Low resting metabolic rate in exercise-associated amenorrhea is not due to a reduced proportion of highly metabolically active tissue compartments
AJP Endocrinology and Metabolism
Published online on July 05, 2016
Abstract
Exercising women with menstrual disturbances frequently display a low resting metabolic rate (RMR) when RMR is expressed relative to body size or lean mass. However, normalizing RMR for body size or lean mass does not account for potential differences in the size of tissue compartments with varying metabolic activities.
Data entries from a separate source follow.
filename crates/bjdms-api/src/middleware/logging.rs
//! Request/response logging middleware.

use std::time::Instant;

use axum::extract::Request;
use axum::middleware::Next;
use axum::response::Response;
use tracing::info;

/// Logs request method, path, status, and duration.
pub async fn request_logging(request: Request, next: Next) -> Response {
    let method = request.method().clone();
    let path = request.uri().path().to_string();
    let start = Instant::now();

    let response = next.run(request).await;

    info!(
        method = %method,
        path = %path,
        status = response.status().as_u16(),
        duration_ms = start.elapsed().as_millis() as u64,
        "HTTP request"
    );

    response
}
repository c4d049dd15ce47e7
//! HTTP middleware: CORS, request logging, login throttling, and
//! jurisdiction scoping.

pub mod cors;
pub mod jurisdiction;
pub mod logging;
pub mod rate_limit;
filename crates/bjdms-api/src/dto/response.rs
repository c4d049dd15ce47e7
//! Response DTOs.

use chrono::{DateTime, Utc};
use serde::Serialize;
use uuid::Uuid;

/// Success envelope: `{success: true, data, message?}`.
#[derive(Debug, Clone, Serialize)]
pub struct ApiResponse<T> {
    pub success: bool,
    pub data: T,
    #[serde(skip_serializing_if = "Option::is_none")]
    pub message: Option<String>,
}

impl<T> ApiResponse<T> {
    /// Wraps `data` with no message.
    pub fn ok(data: T) -> Self {
        Self {
            success: true,
            data,
            message: None,
        }
    }

    /// Wraps `data` with a human-readable message.
    pub fn with_message(data: T, message: impl Into<String>) -> Self {
        Self {
            success: true,
            data,
            message: Some(message.into()),
        }
    }
}

/// `GET /auth/session`
#[derive(Debug, Clone, Serialize)]
pub struct SessionInfoResponse {
    pub user_id: Uuid,
    pub token_id: String,
    pub expires_at: DateTime<Utc>,
}

/// Result of a bulk session invalidation.
#[derive(Debug, Clone, Serialize)]
pub struct RevokedSessionsResponse {
    pub user_id: Uuid,
    pub sessions_revoked: u64,
}

/// `GET /jurisdictions/access`
#[derive(Debug, Clone, Serialize)]
pub struct JurisdictionAccessResponse {
    pub jurisdiction_id: Option<Uuid>,
    pub in_scope: bool,
}

/// `GET /health`
#[derive(Debug, Clone, Serialize)]
pub struct HealthResponse {
    pub status: &'static str,
    pub version: &'static str,
    pub cache: CacheHealth,
    pub database: &'static str,
    pub audit_events_dropped: u64,
}

/// Session store status within [`HealthResponse`].
#[derive(Debug, Clone, Serialize)]
pub struct CacheHealth {
    pub provider: &'static str,
    pub healthy: bool,
}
To explore whether the apparent RMR suppression in women with exercise-associated amenorrhea is a consequence of a lower proportion of highly metabolically active tissue compartments or the result of metabolic adaptations related to energy conservation at the tissue level, RMR and metabolic tissue compartments were compared among exercising women with amenorrhea (AMEN, n=42) and exercising women with eumenorrheic, ovulatory menstrual cycles (OV, n=37). RMR was measured using indirect calorimetry and predicted from the size of metabolic tissue compartments as measured by dual-energy X-ray absorptiometry (DXA). Measured RMR was lower than DXA-predicted RMR in AMEN (1215±31 vs. 1327±18 kcal/d, p<0.001) but not in OV (1284±24 vs. 1252±17, p=0.16), resulting in a lower ratio of measured to DXA-predicted RMR in AMEN (91±2%) vs. OV (103±2%, p<0.001). AMEN displayed proportionally more residual mass (p<0.001) and less adipose tissue (p=0.003) when compared to OV. A lower ratio of measured to DXA-predicted RMR was associated with lower serum total triiodothyronine (=0.38, p<0.001) and leptin (=0.32, p=0.004). Our findings suggest that RMR suppression in this population is not the result of a reduced size of highly metabolically active tissue compartments but due to metabolic and endocrine adaptations at the tissue level that are indicative of energy conservation.